## What you have to do
Which lines of the entries hold the string "number"? Copy each one.

## Data to process
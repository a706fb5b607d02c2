//! Job poller
//!
//! Watches a job on a fixed cadence until it completes or fails. Each
//! attempt fetches the job once and reports it to a progress callback;
//! the loop ends on a terminal status, on the first request error, or when
//! the attempt budget runs out.

use async_trait::async_trait;
use std::sync::Arc;
use std::time::Duration;
use tracing::{debug, info, warn};

use crate::ClinIqClient;
use crate::error::{ClientError, Result};
use cliniq_core::domain::job::JobDetail;

/// Default delay between two fetches
pub const DEFAULT_POLL_INTERVAL: Duration = Duration::from_millis(2000);

/// Default number of fetches before giving up
pub const DEFAULT_MAX_ATTEMPTS: u32 = 60;

/// Anything that can report the current state of a job
///
/// Implemented by [`ClinIqClient`] over HTTP. Other transports (or test
/// doubles) can be plugged into [`JobPoller`] through this trait.
#[async_trait]
pub trait JobSource: Send + Sync {
    /// Fetch the current detail representation of a job
    async fn fetch_job(&self, job_id: &str) -> Result<JobDetail>;
}

#[async_trait]
impl JobSource for ClinIqClient {
    async fn fetch_job(&self, job_id: &str) -> Result<JobDetail> {
        self.get_job(job_id).await
    }
}

#[async_trait]
impl<T: JobSource + ?Sized> JobSource for &T {
    async fn fetch_job(&self, job_id: &str) -> Result<JobDetail> {
        (**self).fetch_job(job_id).await
    }
}

#[async_trait]
impl<T: JobSource + ?Sized> JobSource for Arc<T> {
    async fn fetch_job(&self, job_id: &str) -> Result<JobDetail> {
        (**self).fetch_job(job_id).await
    }
}

/// Poll cadence and budget
///
/// A job that never finishes costs `max_attempts` fetches and
/// `max_attempts * interval` of waiting before the timeout is reported.
#[derive(Debug, Clone, Copy, PartialEq, Eq)]
pub struct PollOptions {
    /// Fixed delay between the end of one attempt and the next fetch
    pub interval: Duration,
    /// Maximum number of fetches
    pub max_attempts: u32,
}

impl PollOptions {
    pub fn new(interval: Duration, max_attempts: u32) -> Self {
        Self {
            interval,
            max_attempts,
        }
    }

    /// Both the interval and the attempt count must be positive
    pub fn validate(&self) -> Result<()> {
        if self.interval.is_zero() {
            return Err(ClientError::InvalidRequest(
                "poll interval must be greater than 0".to_string(),
            ));
        }

        if self.max_attempts == 0 {
            return Err(ClientError::InvalidRequest(
                "max attempts must be greater than 0".to_string(),
            ));
        }

        Ok(())
    }
}

impl Default for PollOptions {
    fn default() -> Self {
        Self::new(DEFAULT_POLL_INTERVAL, DEFAULT_MAX_ATTEMPTS)
    }
}

/// Fixed-delay job poller
///
/// Holds no state between calls, so one poller can drive any number of
/// concurrent polls.
pub struct JobPoller<S> {
    source: S,
    options: PollOptions,
}

impl<S: JobSource> JobPoller<S> {
    /// Creates a new job poller
    pub fn new(source: S, options: PollOptions) -> Self {
        Self { source, options }
    }

    pub fn options(&self) -> &PollOptions {
        &self.options
    }

    /// Poll until the job is terminal, without progress reporting
    pub async fn wait(&self, job_id: &str) -> Result<JobDetail> {
        self.poll(job_id, |_| {}).await
    }

    /// Poll a job until it reaches `completed` or `failed`
    ///
    /// `on_progress` sees every fetched state, in fetch order, including the
    /// terminal one.
    ///
    /// # Errors
    /// - [`ClientError::InvalidRequest`] if the options are not positive
    /// - any fetch error, unchanged, as soon as it happens
    /// - [`ClientError::PollTimeout`] after `max_attempts` non-terminal fetches
    pub async fn poll<F>(&self, job_id: &str, mut on_progress: F) -> Result<JobDetail>
    where
        F: FnMut(&JobDetail),
    {
        self.options.validate()?;

        let max_attempts = self.options.max_attempts;

        for attempt in 1..=max_attempts {
            debug!(
                "Polling job {} (attempt {}/{})",
                job_id, attempt, max_attempts
            );

            let job = self.source.fetch_job(job_id).await?;
            on_progress(&job);

            if job.is_terminal() {
                info!(
                    "Job {} reached status {} after {} attempt(s)",
                    job_id, job.status, attempt
                );
                return Ok(job);
            }

            tokio::time::sleep(self.options.interval).await;
        }

        warn!(
            "Gave up polling job {} after {} attempt(s)",
            job_id, max_attempts
        );

        Err(ClientError::PollTimeout {
            job_id: job_id.to_string(),
            attempts: max_attempts,
        })
    }
}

## Exercise result
/// Default number of fetches before giving up
    /// Maximum number of fetches
/// Holds no state between calls, so one poller can drive any number of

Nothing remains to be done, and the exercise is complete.